I’ve written for a lot of places over the years, some genuinely iconic. I’ve been in TimePlayboy and Wired! I’ve reached the point where I’m both confident and proud about my career, thankfully, and not just expecting to be outed as a fraud at any minute. That’s enough to make my bucket list feel possible, at least. One day or another, I’ll get in there, wherever the “there” of it happens to be.

Where It’s At

I decided to restart this site as a going concern — not that I had ever really decided to stop it being a going concern, as such, but things happen and real life gets in the way — at the start of 2019 as a little bit of selfishness and a small amount of self discipline, mixed together. My 2018 had ended dramatically, and I was in a very different place than I had been a year earlier, both emotionally and physically. The notion of having a place where I could “be myself,” whatever that might mean, and write things for me, as opposed to work or for friends or whatever, was a very exciting one.

I started it, also, not knowing how long I’d keep it up. This wasn’t going to be the first time I’d promise myself I’d do this, after all, and previous attempts had run aground all-too-quickly, for various reasons. This time, things would be different, I half-heartedly told myself, because this time, I was different.

I set myself a schedule — three posts a week, on Mondays, Wednesdays and Fridays — with occasional quote-posts in between if I found anything interesting and remembered to do it. And I set off.

At some point, somewhere in the middle of February or the beginning of March, I realized that I’d actually managed to write ahead enough that I was scheduled out with posts three weeks in the future or so. It was, to some degree, thrilling, but also a relief; that way, it seemed less likely that I’d drop off altogether, because now I had a buffer. Surely, if the worst came to the worst, I’d find the chance to find time to write within that three week window and refill my schedule appropriately?

For months, I did. And then, for some reason, June just killed me. It wasn’t that my workload increased — if anything, I was maybe less productive than I had been in other months? — but my concentration was shot, somehow. Weeks went by without me writing here, or writing very little, and suddenly… I had no buffer left.

I was faced with the prospect of either taking a break from the site  or deciding to stick with it and just, well, write. I chose the latter, and I’m surprisingly glad that I did. It sounds odd, I know, but I feel like I chose something selfish in a good, positive way. Is this place self-care for me? Is that too pretentious to suggest? Or simply too honest?

And I Can Easily Understand How You Can Easily

I think about ambition sometimes. And the future. These thoughts are not unrelated.

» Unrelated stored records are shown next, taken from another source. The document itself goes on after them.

//! Claim identity and the signed-claim wire contract.
//!
//! Everything externally observable about a claim is a keccak-256 derivation
//! over Ethereum-packed bytes:
//!
//! - `claim_key   = keccak256(tag ‖ oracle ‖ subjectId ‖ hourId)`
//! - `value_hash  = keccak256(energyWh ‖ evidenceRoot)`
//! - `digest      = keccak256(chainId ‖ oracle ‖ subjectId ‖ hourId ‖ energyWh ‖ evidenceRoot)`
//!
//! Verifiers sign the digest under the EIP-191 personal-message prefix and
//! hand the 65-byte ECDSA signature to whoever carries it on-chain; only the
//! recovered signer matters, never the transport caller.

use alloy::primitives::{eip191_hash_message, Address, Signature, B256, U256};
use serde::{Deserialize, Serialize};
use sha3::{Digest, Keccak256};

/// Claims settle on hour boundaries: `hour_id = unix_seconds / 3600`.
pub const SECONDS_PER_HOUR: u64 = 3600;

/// Domain-separation tag baked into every claim key.
#[derive(Debug, Clone, Copy, PartialEq, Eq, Hash, Serialize, Deserialize)]
pub enum ClaimKind {
    /// Energy produced by a registered producer.
    Production,
    /// Energy consumed by a registered consumer.
    Consumption,
    /// Retirement-derived keys. Domain separation only; the core never
    /// settles claims under this tag.
    Retirement,
}

impl ClaimKind {
    /// The single-byte wire tag.
    pub fn tag(self) -> u8 {
        match self {
            ClaimKind::Production => 0x01,
            ClaimKind::Consumption => 0x02,
            ClaimKind::Retirement => 0x03,
        }
    }
}

/// The hour bucket containing `unix_seconds`.
pub fn hour_id_at(unix_seconds: u64) -> u64 {
    unix_seconds / SECONDS_PER_HOUR
}

/// Identifier of the claim bucket for `(kind, oracle, subject, hour)`.
///
/// Separation by both tag and oracle address prevents cross-oracle and
/// cross-chain replay of an otherwise identical claim.
pub fn claim_key(kind: ClaimKind, oracle: Address, subject_id: B256, hour_id: u64) -> B256 {
    let mut hasher = Keccak256::new();
    hasher.update([kind.tag()]);
    hasher.update(oracle.as_slice());
    hasher.update(subject_id.as_slice());
    hasher.update(U256::from(hour_id).to_be_bytes::<32>());
    B256::from_slice(&hasher.finalize())
}

/// Identifier of one claimed value within a bucket. Two submissions agree
/// exactly when both their energy reading and evidence root agree.
pub fn value_hash(energy_wh: u64, evidence_root: B256) -> B256 {
    let mut hasher = Keccak256::new();
    hasher.update(energy_wh.to_be_bytes());
    hasher.update(evidence_root.as_slice());
    B256::from_slice(&hasher.finalize())
}

/// The digest a verifier signs for one claim submission.
///
/// Packed exactly as `abi.encodePacked(uint256 chainId, address oracle,
/// bytes32 subjectId, uint256 hourId, uint64 energyWh, bytes32 evidenceRoot)`.
pub fn submission_digest(
    chain_id: u64,
    oracle: Address,
    subject_id: B256,
    hour_id: u64,
    energy_wh: u64,
    evidence_root: B256,
) -> B256 {
    let mut hasher = Keccak256::new();
    hasher.update(U256::from(chain_id).to_be_bytes::<32>());
    hasher.update(oracle.as_slice());
    hasher.update(subject_id.as_slice());
    hasher.update(U256::from(hour_id).to_be_bytes::<32>());
    hasher.update(energy_wh.to_be_bytes());
    hasher.update(evidence_root.as_slice());
    B256::from_slice(&hasher.finalize())
}

/// Recover the signing verifier from a 65-byte ECDSA signature over
/// `digest` under the EIP-191 prefix. `None` when the bytes are not a
/// well-formed signature or recovery yields the zero address.
pub fn recover_verifier(digest: B256, signature: &[u8]) -> Option<Address> {
    let signature = Signature::from_raw(signature).ok()?;
    let signer = signature
        .recover_address_from_prehash(&eip191_hash_message(digest))
        .ok()?;
    if signer == Address::ZERO {
        return None;
    }
    Some(signer)
}

#[cfg(test)]
mod tests {
    use super::*;
    use alloy::signers::local::PrivateKeySigner;
    use alloy::signers::SignerSync;

    fn signer(seed: u64) -> PrivateKeySigner {
        PrivateKeySigner::from_bytes(&B256::from(U256::from(seed))).unwrap()
    }

    #[test]
    fn test_hour_id_at() {
        assert_eq!(hour_id_at(0), 0);
        assert_eq!(hour_id_at(3599), 0);
        assert_eq!(hour_id_at(3600), 1);
        assert_eq!(hour_id_at(1_800_000_000), 500_000);
    }

    #[test]
    fn test_claim_key_domain_separation() {
        let oracle_a = Address::with_last_byte(0xA1);
        let oracle_b = Address::with_last_byte(0xB2);
        let subject = B256::repeat_byte(0x11);

        let key = claim_key(ClaimKind::Production, oracle_a, subject, 500_000);

        // Same inputs, same key.
        assert_eq!(
            key,
            claim_key(ClaimKind::Production, oracle_a, subject, 500_000)
        );
        // Any differing field changes the key.
        assert_ne!(
            key,
            claim_key(ClaimKind::Consumption, oracle_a, subject, 500_000)
        );
        assert_ne!(
            key,
            claim_key(ClaimKind::Production, oracle_b, subject, 500_000)
        );
        assert_ne!(
            key,
            claim_key(ClaimKind::Production, oracle_a, subject, 500_001)
        );
    }

    #[test]
    fn test_value_hash_binds_both_fields() {
        let root = B256::repeat_byte(0xAA);
        let vh = value_hash(5000, root);
        assert_ne!(vh, value_hash(5001, root));
        assert_ne!(vh, value_hash(5000, B256::repeat_byte(0xBB)));
    }

    #[test]
    fn test_sign_and_recover_round_trip() {
        let verifier = signer(7);
        let oracle = Address::with_last_byte(0x0A);
        let subject = B256::repeat_byte(0x22);

        let digest = submission_digest(31337, oracle, subject, 500_000, 5000, B256::repeat_byte(0xAA));
        let sig = verifier.sign_message_sync(digest.as_slice()).unwrap();

        let recovered = recover_verifier(digest, &sig.as_bytes());
        assert_eq!(recovered, Some(verifier.address()));
    }

    #[test]
    fn test_recovery_rejects_tampered_fields() {
        let verifier = signer(9);
        let oracle_a = Address::with_last_byte(0x0A);
        let oracle_b = Address::with_last_byte(0x0B);
        let subject = B256::repeat_byte(0x22);

        let digest = submission_digest(31337, oracle_a, subject, 500_000, 5000, B256::repeat_byte(0xAA));
        let sig = verifier.sign_message_sync(digest.as_slice()).unwrap();

        // A signature bound to oracle A recovers to a different (useless)
        // address under oracle B's digest.
        let foreign = submission_digest(31337, oracle_b, subject, 500_000, 5000, B256::repeat_byte(0xAA));
        assert_ne!(
            recover_verifier(foreign, &sig.as_bytes()),
            Some(verifier.address())
        );

        let bumped = submission_digest(31337, oracle_a, subject, 500_000, 5001, B256::repeat_byte(0xAA));
        assert_ne!(
            recover_verifier(bumped, &sig.as_bytes()),
            Some(verifier.address())
        );
    }

    #[test]
    fn test_recovery_rejects_garbage() {
        assert_eq!(recover_verifier(B256::repeat_byte(0x01), &[0u8; 10]), None);
        assert_eq!(recover_verifier(B256::repeat_byte(0x01), &[0u8; 65]), None);
    }
}
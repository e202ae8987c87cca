//! The authoritative verifier/producer/consumer registry.
//!
//! Owns verifier stake and lifecycle, the bounded active set, immutable
//! per-claim snapshots, and the shared parameter block. Peers reach in
//! through narrow, caller-checked entry points: oracles may create
//! snapshots, only the treasury may touch faults and stake principal, and
//! only the owner may tune parameters.

use std::collections::{BTreeMap, BTreeSet};

use alloy::primitives::{Address, B256, U256};
use log::info;
use serde::{Deserialize, Serialize};
use sha3::{Digest, Keccak256};
use thiserror::Error;

use joule_core::{Event, EventLog, ParamsError, ProtocolParams, MAX_ACTIVE_VERIFIERS};
use joule_token::{StakeToken, TokenError};

use crate::snapshot::Snapshot;

/// Per-verifier record. Created implicitly on first stake, never destroyed.
#[derive(Debug, Clone, Default, PartialEq, Eq, Serialize, Deserialize)]
pub struct VerifierAccount {
    pub stake: U256,
    pub faults: u32,
    pub active: bool,
    pub allowlisted: bool,
}

#[derive(Debug, Clone, PartialEq, Eq, Serialize, Deserialize)]
pub struct Producer {
    pub id: B256,
    pub identity_hash: B256,
    pub meta_hash: B256,
    pub payout: Address,
    pub owner: Address,
    pub active: bool,
}

#[derive(Debug, Clone, PartialEq, Eq, Serialize, Deserialize)]
pub struct Consumer {
    pub id: B256,
    pub identity_hash: B256,
    pub meta_hash: B256,
    pub payout: Address,
    pub owner: Address,
    pub active: bool,
}

#[derive(Debug, Clone, Serialize, Deserialize)]
pub struct Registry {
    address: Address,
    owner: Address,
    treasury: Option<Address>,
    authorized_oracles: BTreeSet<Address>,
    params: ProtocolParams,

    verifiers: BTreeMap<Address, VerifierAccount>,
    /// Active verifier addresses; removal is swap-and-pop.
    active_set: Vec<Address>,
    /// 1-indexed position of each active verifier in `active_set`.
    active_pos: BTreeMap<Address, usize>,

    producers: BTreeMap<B256, Producer>,
    /// Producer identity hashes are globally unique.
    producer_identities: BTreeMap<B256, B256>,
    consumers: BTreeMap<B256, Consumer>,
    registration_nonce: u64,

    snapshots: BTreeMap<u64, Snapshot>,
    snapshot_by_claim: BTreeMap<B256, u64>,
    next_snapshot_id: u64,
}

A common question I get asked is, Why don’t you write a book? and my common answer has evolved to be, Once I figure out what I’d want to write a book about, I will. It’s not a dodge; I like the idea of writing a book — even more so, of having written one when it’s finished — but I genuinely don’t know what that book would be, and that feels like a bit of a hurdle to jump, all things considered.

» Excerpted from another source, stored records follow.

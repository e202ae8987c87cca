//! Shared protocol parameters.
//!
//! One parameter block governs all three components. The registry owns the
//! live copy and gates every write behind its owner; peers read through the
//! registry handle they are passed. Quorum and slash fractions are basis
//! points so the arithmetic stays integral end to end.

use alloy::primitives::{Address, U256};
use serde::{Deserialize, Serialize};
use thiserror::Error;

/// Basis-point denominator used for quorum and slash fractions.
pub const BPS_DENOMINATOR: u64 = 10_000;

#[derive(Debug, Clone, PartialEq, Eq, Serialize, Deserialize)]
pub struct ProtocolParams {
    /// Fraction of a snapshot that must agree on one value, in basis points.
    /// Valid range `(0, 10000]`.
    pub quorum_bps: u16,
    /// Seconds between a bucket's first submission and its deadline.
    pub claim_window_secs: u64,
    /// Stake-token wei paid per verified Wh, split across winners.
    pub reward_per_wh_wei: U256,
    /// Fraction of stake removed on a slash, in basis points.
    pub slash_bps: u16,
    /// Fault count at which a verifier is auto-slashed.
    pub fault_threshold: u32,
    /// Minimum stake required to activate.
    pub min_stake: U256,
    /// When set, activation additionally requires an allowlist entry.
    pub permissioned_mode: bool,
    /// Research shortcut: a submission from `single_verifier_override`
    /// finalizes its claim immediately, skipping the claim window.
    pub baseline_mode: bool,
    /// When set, faults are still counted but never trigger a slash.
    pub slashing_disabled: bool,
    /// The trusted verifier honored by `baseline_mode`.
    pub single_verifier_override: Option<Address>,
}

impl Default for ProtocolParams {
    fn default() -> Self {
        ProtocolParams {
            quorum_bps: 6667,
            claim_window_secs: 3600,
            reward_per_wh_wei: U256::from(1_000_000_000_000u64), // 1e12 wei/Wh
            slash_bps: 1000,                                     // 10%
            fault_threshold: 3,
            min_stake: U256::from(100) * U256::from(10).pow(U256::from(18)),
            permissioned_mode: true,
            baseline_mode: false,
            slashing_disabled: false,
            single_verifier_override: None,
        }
    }
}

impl ProtocolParams {
    pub fn validate(&self) -> Result<(), ParamsError> {
        if self.quorum_bps == 0 || self.quorum_bps as u64 > BPS_DENOMINATOR {
            return Err(ParamsError::InvalidQuorumBps(self.quorum_bps));
        }
        Ok(())
    }

    /// Agreeing submissions required for a snapshot of `snapshot_len`
    /// verifiers: `ceil(len * quorum_bps / 10000)`.
    pub fn quorum_required(&self, snapshot_len: usize) -> u32 {
        let n = snapshot_len as u64;
        ((n * self.quorum_bps as u64 + BPS_DENOMINATOR - 1) / BPS_DENOMINATOR) as u32
    }

    /// Stake removed from `stake` by one slash: `stake * slash_bps / 10000`.
    pub fn slash_amount(&self, stake: U256) -> U256 {
        stake * U256::from(self.slash_bps) / U256::from(BPS_DENOMINATOR)
    }
}

#[derive(Debug, Error, Clone, PartialEq, Eq)]
pub enum ParamsError {
    #[error("quorum basis points must be in (0, 10000], got {0}")]
    InvalidQuorumBps(u16),
}

#[cfg(test)]
mod tests {
    use super::*;

    #[test]
    fn test_defaults_are_valid() {
        let params = ProtocolParams::default();
        assert!(params.validate().is_ok());
        assert_eq!(params.quorum_bps, 6667);
        assert_eq!(params.claim_window_secs, 3600);
        assert_eq!(params.fault_threshold, 3);
        assert_eq!(
            params.min_stake,
            U256::from(100) * U256::from(10).pow(U256::from(18))
        );
    }

    #[test]
    fn test_quorum_bps_bounds() {
        let mut params = ProtocolParams::default();

        params.quorum_bps = 0;
        assert!(matches!(
            params.validate(),
            Err(ParamsError::InvalidQuorumBps(0))
        ));

        params.quorum_bps = 10_000;
        assert!(params.validate().is_ok());
    }

    #[test]
    fn test_quorum_required_rounds_up() {
        let mut params = ProtocolParams::default();

        // 6667 bps over small sets: 3-of-3, 4-of-5, 3-of-4.
        assert_eq!(params.quorum_required(3), 3);
        assert_eq!(params.quorum_required(5), 4);
        assert_eq!(params.quorum_required(4), 3);
        assert_eq!(params.quorum_required(1), 1);

        params.quorum_bps = 10_000;
        assert_eq!(params.quorum_required(16), 16);

        params.quorum_bps = 1;
        assert_eq!(params.quorum_required(16), 1);
    }

    #[test]
    fn test_slash_amount_floor() {
        let params = ProtocolParams::default(); // 1000 bps
        assert_eq!(params.slash_amount(U256::from(100)), U256::from(10));
        assert_eq!(params.slash_amount(U256::from(9)), U256::ZERO);
    }
}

(I have friends who have book agents, who have been approached by publishers and agents to write something based on their work online, and I’ve always been jealous of that. It’s never happened to me, and although I know it’s because I don’t do that kind of writing for the most part, I still find myself thinking that it’s because people can sense my lack of ideas.)

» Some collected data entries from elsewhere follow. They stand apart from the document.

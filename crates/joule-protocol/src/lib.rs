//! Integration layer for the Joule settlement core.
//!
//! `JouleProtocol` stands in for the serialized transactional substrate the
//! components were designed against: it owns every component and wires their
//! authorities at construction (registry, then treasury, then the oracles).
//! Every entry point takes `&mut self`, so operations are serialized by
//! construction.

use alloy::primitives::{Address, B256, U256};
use serde::{Deserialize, Serialize};
use thiserror::Error;

use joule_core::{EventLog, ProtocolParams};
use joule_oracle::{Oracle, OracleError};
use joule_registry::{Registry, RegistryError};
use joule_token::{HourCreditToken, StakeToken, TokenError};
use joule_treasury::{Treasury, TreasuryError};

/// Component addresses within the protocol's address space.
pub const REGISTRY_ADDRESS: Address = Address::with_last_byte(0x11);
pub const TREASURY_ADDRESS: Address = Address::with_last_byte(0x12);
pub const PRODUCTION_ORACLE_ADDRESS: Address = Address::with_last_byte(0x13);
pub const CONSUMPTION_ORACLE_ADDRESS: Address = Address::with_last_byte(0x14);

#[derive(Debug, Clone, Serialize, Deserialize)]
pub struct JouleProtocol {
    pub registry: Registry,
    pub treasury: Treasury,
    pub production: Oracle,
    pub consumption: Oracle,
    pub stake_token: StakeToken,
    pub credit_token: HourCreditToken,
    pub events: EventLog,
    owner: Address,
}

impl JouleProtocol {
    /// Deploy and cross-wire the full settlement core.
    pub fn new(chain_id: u64, owner: Address, params: ProtocolParams) -> Result<Self, ProtocolError> {
        let mut registry = Registry::new(REGISTRY_ADDRESS, owner, params)?;
        let mut treasury = Treasury::new(TREASURY_ADDRESS, owner);
        let production = Oracle::production(PRODUCTION_ORACLE_ADDRESS, owner, chain_id);
        let consumption = Oracle::consumption(CONSUMPTION_ORACLE_ADDRESS, owner, chain_id);

        registry.set_treasury(owner, TREASURY_ADDRESS)?;
        registry.authorize_oracle(owner, PRODUCTION_ORACLE_ADDRESS)?;
        registry.authorize_oracle(owner, CONSUMPTION_ORACLE_ADDRESS)?;
        treasury.authorize_oracle(owner, PRODUCTION_ORACLE_ADDRESS)?;
        treasury.authorize_oracle(owner, CONSUMPTION_ORACLE_ADDRESS)?;

        let stake_token = StakeToken::new(owner);
        let mut credit_token = HourCreditToken::new(owner);
        credit_token.set_minter(owner, PRODUCTION_ORACLE_ADDRESS)?;

        Ok(JouleProtocol {
            registry,
            treasury,
            production,
            consumption,
            stake_token,
            credit_token,
            events: EventLog::new(),
            owner,
        })
    }

    pub fn owner(&self) -> Address {
        self.owner
    }

    // ------------------------------------------------------------------
    // Staking and funding
    // ------------------------------------------------------------------

    pub fn stake_as_verifier(&mut self, caller: Address, amount: U256) -> Result<(), ProtocolError> {
        self.registry
            .stake_as_verifier(caller, amount, &mut self.stake_token)?;
        Ok(())
    }

    pub fn unstake(&mut self, caller: Address, amount: U256) -> Result<(), ProtocolError> {
        self.registry.unstake(caller, amount, &mut self.stake_token)?;
        Ok(())
    }

    pub fn deposit_rewards(&mut self, from: Address, amount: U256) -> Result<(), ProtocolError> {
        self.treasury
            .deposit_rewards(from, amount, &mut self.stake_token)?;
        Ok(())
    }

    pub fn claim_rewards(&mut self, caller: Address) -> Result<U256, ProtocolError> {
        let amount = self
            .treasury
            .claim_rewards(caller, &mut self.stake_token, &mut self.events)?;
        Ok(amount)
    }

    pub fn slash(&mut self, caller: Address, verifier: Address) -> Result<(), ProtocolError> {
        self.treasury.slash(
            caller,
            verifier,
            &mut self.registry,
            &mut self.stake_token,
            &mut self.events,
        )?;
        Ok(())
    }

    // ------------------------------------------------------------------
    // Claim lifecycle
    // ------------------------------------------------------------------

    #[allow(clippy::too_many_arguments)]
    pub fn submit_production(
        &mut self,
        producer_id: B256,
        hour_id: u64,
        energy_wh: u64,
        evidence_root: B256,
        signature: &[u8],
        now: u64,
    ) -> Result<(), ProtocolError> {
        self.production.submit(
            &mut self.registry,
            &mut self.treasury,
            &mut self.credit_token,
            &mut self.stake_token,
            producer_id,
            hour_id,
            energy_wh,
            evidence_root,
            signature,
            now,
            &mut self.events,
        )?;
        Ok(())
    }

    #[allow(clippy::too_many_arguments)]
    pub fn submit_consumption(
        &mut self,
        consumer_id: B256,
        hour_id: u64,
        energy_wh: u64,
        evidence_root: B256,
        signature: &[u8],
        now: u64,
    ) -> Result<(), ProtocolError> {
        self.consumption.submit(
            &mut self.registry,
            &mut self.treasury,
            &mut self.credit_token,
            &mut self.stake_token,
            consumer_id,
            hour_id,
            energy_wh,
            evidence_root,
            signature,
            now,
            &mut self.events,
        )?;
        Ok(())
    }

    pub fn finalize_production(
        &mut self,
        producer_id: B256,
        hour_id: u64,
        now: u64,
    ) -> Result<(), ProtocolError> {
        self.production.finalize(
            &mut self.registry,
            &mut self.treasury,
            &mut self.credit_token,
            &mut self.stake_token,
            producer_id,
            hour_id,
            now,
            &mut self.events,
        )?;
        Ok(())
    }

    pub fn finalize_consumption(
        &mut self,
        consumer_id: B256,
        hour_id: u64,
        now: u64,
    ) -> Result<(), ProtocolError> {
        self.consumption.finalize(
            &mut self.registry,
            &mut self.treasury,
            &mut self.credit_token,
            &mut self.stake_token,
            consumer_id,
            hour_id,
            now,
            &mut self.events,
        )?;
        Ok(())
    }

    #[allow(clippy::too_many_arguments)]
    pub fn force_finalize_production(
        &mut self,
        caller: Address,
        producer_id: B256,
        hour_id: u64,
        energy_wh: u64,
        evidence_root: B256,
        now: u64,
    ) -> Result<(), ProtocolError> {
        self.production.force_finalize(
            caller,
            &self.registry,
            &mut self.credit_token,
            producer_id,
            hour_id,
            energy_wh,
            evidence_root,
            now,
            &mut self.events,
        )?;
        Ok(())
    }

    #[allow(clippy::too_many_arguments)]
    pub fn force_finalize_consumption(
        &mut self,
        caller: Address,
        consumer_id: B256,
        hour_id: u64,
        energy_wh: u64,
        evidence_root: B256,
        now: u64,
    ) -> Result<(), ProtocolError> {
        self.consumption.force_finalize(
            caller,
            &self.registry,
            &mut self.credit_token,
            consumer_id,
            hour_id,
            energy_wh,
            evidence_root,
            now,
            &mut self.events,
        )?;
        Ok(())
    }

    // ------------------------------------------------------------------
    // Audit sweep
    // ------------------------------------------------------------------

    /// Check every cross-component invariant the settlement arithmetic
    /// relies on. Cheap enough to run after every scenario.
    pub fn verify_invariants(&self) -> Result<(), ProtocolError> {
        if !self.treasury.verify_conservation() {
            return Err(ProtocolError::TreasuryConservation);
        }
        if !self.credit_token.verify_supply() {
            return Err(ProtocolError::CreditSupply);
        }

        for oracle in [&self.production, &self.consumption] {
            for (key, bucket) in oracle.buckets() {
                if bucket.all_submitters.count() != bucket.submission_count {
                    return Err(ProtocolError::BucketAccounting(*key));
                }
                if !bucket.winning_verifiers.is_subset_of(bucket.all_submitters) {
                    return Err(ProtocolError::WinnerSubset(*key));
                }
                if bucket.finalized && bucket.disputed {
                    return Err(ProtocolError::TerminalState(*key));
                }
                if bucket.finalized
                    && bucket.verified_energy_wh > bucket.max_submitted_energy_wh
                {
                    return Err(ProtocolError::VerifiedEnergyRange(*key));
                }
            }
        }
        Ok(())
    }
}

#[derive(Debug, Error, Clone, PartialEq, Eq)]
pub enum ProtocolError {
    #[error(transparent)]
    Registry(#[from] RegistryError),
    #[error(transparent)]
    Oracle(#[from] OracleError),
    #[error(transparent)]
    Treasury(#[from] TreasuryError),
    #[error(transparent)]
    Token(#[from] TokenError),
    #[error("treasury conservation violated")]
    TreasuryConservation,
    #[error("credit supply accounting violated")]
    CreditSupply,
    #[error("bitmap does not match submission count for claim {0}")]
    BucketAccounting(B256),
    #[error("winning bitmap is not a subset of submitters for claim {0}")]
    WinnerSubset(B256),
    #[error("bucket is both finalized and disputed for claim {0}")]
    TerminalState(B256),
    #[error("verified energy exceeds max submitted for claim {0}")]
    VerifiedEnergyRange(B256),
}

#[cfg(test)]
mod tests {
    use super::*;

    #[test]
    fn test_wiring_is_complete() {
        let owner = Address::with_last_byte(0x01);
        let protocol = JouleProtocol::new(31_337, owner, ProtocolParams::default()).unwrap();

        assert_eq!(protocol.owner(), owner);
        assert_eq!(protocol.registry.address(), REGISTRY_ADDRESS);
        assert_eq!(protocol.treasury.address(), TREASURY_ADDRESS);
        assert_eq!(protocol.production.address(), PRODUCTION_ORACLE_ADDRESS);
        assert_eq!(protocol.consumption.address(), CONSUMPTION_ORACLE_ADDRESS);
        assert!(protocol.verify_invariants().is_ok());
    }
}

This all comes to mind again reading an interview with a TV writer who was once a journalist, and my thinking, Oh, I wonder if I could do that, and then thinking of the friends who’ve gone from journalism to TV, movies, comics. There are more than a few who’ve made the jump.

They did so because this journalism thing is impermanent, isn’t to be trusted. Writing about pop culture isn’t something I can realistically do for much longer, never mind forever; I’m in my 40s, after all. I should have some kind of long term plan. I need one. And yet. And yet.

My ambition lags behind my necessity. I’m happy doing what I’m doing, for now. And I literally don’t have an idea for what my next step would be, just yet. Maybe tomorrow.